What to do about schools
is perhaps the biggest dilemma facing policy makers right now. Closing them could lead to a “lost generation” of learners and make it harder for parents to get back to work. Keeping them open could further
propagate the virus. Should governments choose the latter, they will need other ways to mitigate the impact on health.
After closing down schools earlier in the pandemic, many European leaders insisted on letting students resume in-person classes after the summer break. Now with new infections on the rise again, some are having to backtrack. Italy is to switch back to distance learning, at least for high school students. Other countries may be forced to do the same.
One argument for reopening schools is that kids aren’t primary spreaders of the virus. But the evidence on this is mixed at best. There are sufficient data to show that youngsters are unlikely to fall severely ill with Covid-19. Most students who catch the virus exhibit few symptoms or none at all. Yet there is also ample research showing that even healthy carriers of Sars-CoV-2 can be infectious. As a result, children and young adults could spread the virus to older people at home, on public transportation or elsewhere.

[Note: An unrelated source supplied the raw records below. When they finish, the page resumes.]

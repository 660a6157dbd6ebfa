//! Full-screen viewer state machine.
//!
//! ```text
//!            open(i)               next / prev (wrap mod N)
//!  Closed ───────────▶ Open(i) ◀─────────────────────────┐
//!     ▲                  │ │                              │
//!     └──── close ───────┘ └──────────────────────────────┘
//! ```
//!
//! The machine only tracks positions. What the open frame shows (a cached
//! preview or a loading indicator) is decided by the gallery, which owns the
//! cache.

use std::fmt;
use std::str::FromStr;
use std::sync::Arc;

use crate::types::ProcessedImage;

#[derive(Debug, Clone, Copy, PartialEq, Eq, Default)]
pub enum LightboxState {
    #[default]
    Closed,
    Open(usize),
}

impl LightboxState {
    pub fn index(&self) -> Option<usize> {
        match self {
            LightboxState::Closed => None,
            LightboxState::Open(i) => Some(*i),
        }
    }

    pub fn is_open(&self) -> bool {
        matches!(self, LightboxState::Open(_))
    }
}

/// Keys the viewer reacts to. Everything else maps to [`Key::Other`].
#[derive(Debug, Clone, Copy, PartialEq, Eq)]
pub enum Key {
    Escape,
    ArrowLeft,
    ArrowRight,
    Other,
}

impl FromStr for Key {
    type Err = std::convert::Infallible;

    /// Parse DOM-style key names (`"Escape"`, `"ArrowLeft"`, `"ArrowRight"`).
    fn from_str(s: &str) -> Result<Self, Self::Err> {
        Ok(match s {
            "Escape" | "Esc" => Key::Escape,
            "ArrowLeft" | "Left" => Key::ArrowLeft,
            "ArrowRight" | "Right" => Key::ArrowRight,
            _ => Key::Other,
        })
    }
}

impl fmt::Display for Key {
    fn fmt(&self, f: &mut fmt::Formatter<'_>) -> fmt::Result {
        let name = match self {
            Key::Escape => "Escape",
            Key::ArrowLeft => "ArrowLeft",
            Key::ArrowRight => "ArrowRight",
            Key::Other => "other",
        };
        f.write_str(name)
    }
}

/// What the open viewer displays.
#[derive(Debug, Clone, PartialEq)]
pub enum LightboxFrame {
    /// The current image has not been processed yet.
    Loading { index: usize },
    Ready {
        index: usize,
        image: Arc<ProcessedImage>,
    },
}

impl LightboxFrame {
    pub fn index(&self) -> usize {
        match self {
            LightboxFrame::Loading { index } | LightboxFrame::Ready { index, .. } => *index,
        }
    }
}

/// Viewer over a gallery of `len` images.
#[derive(Debug, Clone, Default)]
pub struct Lightbox {
    state: LightboxState,
    len: usize,
}

impl Lightbox {
    pub fn new(len: usize) -> Self {
        Self {
            state: LightboxState::Closed,
            len,
        }
    }

    pub fn state(&self) -> LightboxState {
        self.state
    }

    pub fn len(&self) -> usize {
        self.len
    }

    pub fn is_empty(&self) -> bool {
        self.len == 0
    }

    /// Open at `index`. Out-of-range indices are ignored.
    pub fn open(&mut self, index: usize) -> LightboxState {
        if index < self.len {
            self.state = LightboxState::Open(index);
        }
        self.state
    }

    pub fn close(&mut self) -> LightboxState {
        self.state = LightboxState::Closed;
        self.state
    }

    pub fn next(&mut self) -> LightboxState {
        if let LightboxState::Open(i) = self.state {
            self.state = LightboxState::Open((i + 1) % self.len);
        }
        self.state
    }

    pub fn prev(&mut self) -> LightboxState {
        if let LightboxState::Open(i) = self.state {
            self.state = LightboxState::Open((i + self.len - 1) % self.len);
        }
        self.state
    }

    /// Keyboard handling while open. Keys do nothing when closed.
    pub fn handle_key(&mut self, key: Key) -> LightboxState {
        if !self.state.is_open() {
            return self.state;
        }
        match key {
            Key::Escape => self.close(),
            Key::ArrowLeft => self.prev(),
            Key::ArrowRight => self.next(),
            Key::Other => self.state,
        }
    }

    /// A click on the backdrop outside the image closes the viewer.
    pub fn backdrop_click(&mut self) -> LightboxState {
        self.close()
    }
}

There are two ways to decipher the role of schools in disseminating the virus. The first is a top-down approach that looks at the correlation between when schools reopened in various regions of a country and whether infections in those areas subsequently rose. Researchers can then use statistical techniques to control for other possible explanations and determine whether local governments that sent students back sooner saw an earlier surge in infections.

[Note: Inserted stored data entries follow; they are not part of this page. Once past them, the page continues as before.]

//! Matching engine for an HTTP domain/location router: a compressed path
//! trie with `:name` variable segments, and the two-stage domain → location
//! lookup pipeline built on top of it.
//!
//! Construction is single-threaded and fallible-but-non-aborting (bad
//! entries are collected, not raised); once built, a [`Router`] is
//! immutable and safe for unlimited concurrent readers.

pub mod config;
pub mod error;
pub mod routing;
pub mod trie;

use std::sync::Arc;

pub use config::{LocationConf, MappingBlock};
pub use error::BuildError;
pub use routing::{DomainRouter, LookupMode};
pub use trie::Candidate;

/// Top-level entry point: builds the domain/location index from a set of
/// [`LocationConf`] blocks and answers `GetTarget`/`GetAllTargets` queries
/// against it.
pub struct Router<T> {
    inner: routing::LocationRouter<T>,
}

impl<T: Clone + Eq> Router<T> {
    /// Builds a router from `configs`. Build errors (bad regex, mismatched
    /// domain entries) are collected and returned alongside the router
    /// rather than aborting construction.
    pub fn new(configs: Vec<LocationConf<T>>) -> (Self, Vec<BuildError>) {
        let (inner, errors) = routing::LocationRouter::new(configs);
        (Router { inner }, errors)
    }

    pub fn get_target(&self, domain: &str, path: &str) -> Option<Candidate<T>> {
        self.inner.get_target(domain, path)
    }

    pub fn get_all_targets(&self, domain: &str, path: &str) -> Vec<Candidate<T>> {
        self.inner.get_all_targets(domain, path)
    }

    pub fn get_routers_for_domain(&self, domain: &str) -> Vec<Arc<DomainRouter<T>>> {
        self.inner.get_routers_for_domain(domain)
    }

    pub fn get_all_routers(&self) -> Vec<Arc<DomainRouter<T>>> {
        self.inner.get_all_routers()
    }
}
mod domain_router;
mod location_router;

pub use domain_router::{DomainRouter, LookupMode};
pub use location_router::LocationRouter;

The evidence here is inconclusive. A study looking at Germany suggests there was no negative public health impact from schools reopening, which the researchers say was the consequence of strict hygiene measures. A separate article on Italy, however, found that schools indeed contributed to an upswing in infections. The Italian researcher suggests that the German study may have failed to capture what was going on because it used data from the summer season, when the spread of coronaviruses is generally more limited.
The second approach is to examine bottom-up studies that focus on whether kids actually carry and spread the virus. The picture here is also uncertain. The European Centre for Disease Prevention and Control published a paper in August finding that less than 5% of cases reported in the European Economic Area and the UK involved those younger than 18. That could suggest children and schools play quite a small role in transmitting infection — however, this figure probably results from children displaying fewer symptoms and therefore being less likely to be tested.
Seroprevalence studies, which search for the presence of Sars-Cov-2 antibodies in a given population to understand how many individuals were infected in the first place, find that youngsters only have a slightly smaller diffusion of the virus than adults, though these estimates are shaky. The study concludes that transmission in schools is limited but does occur — especially when the virus is circulating widely in a community. In any case, reopening schools causes important logistical problems.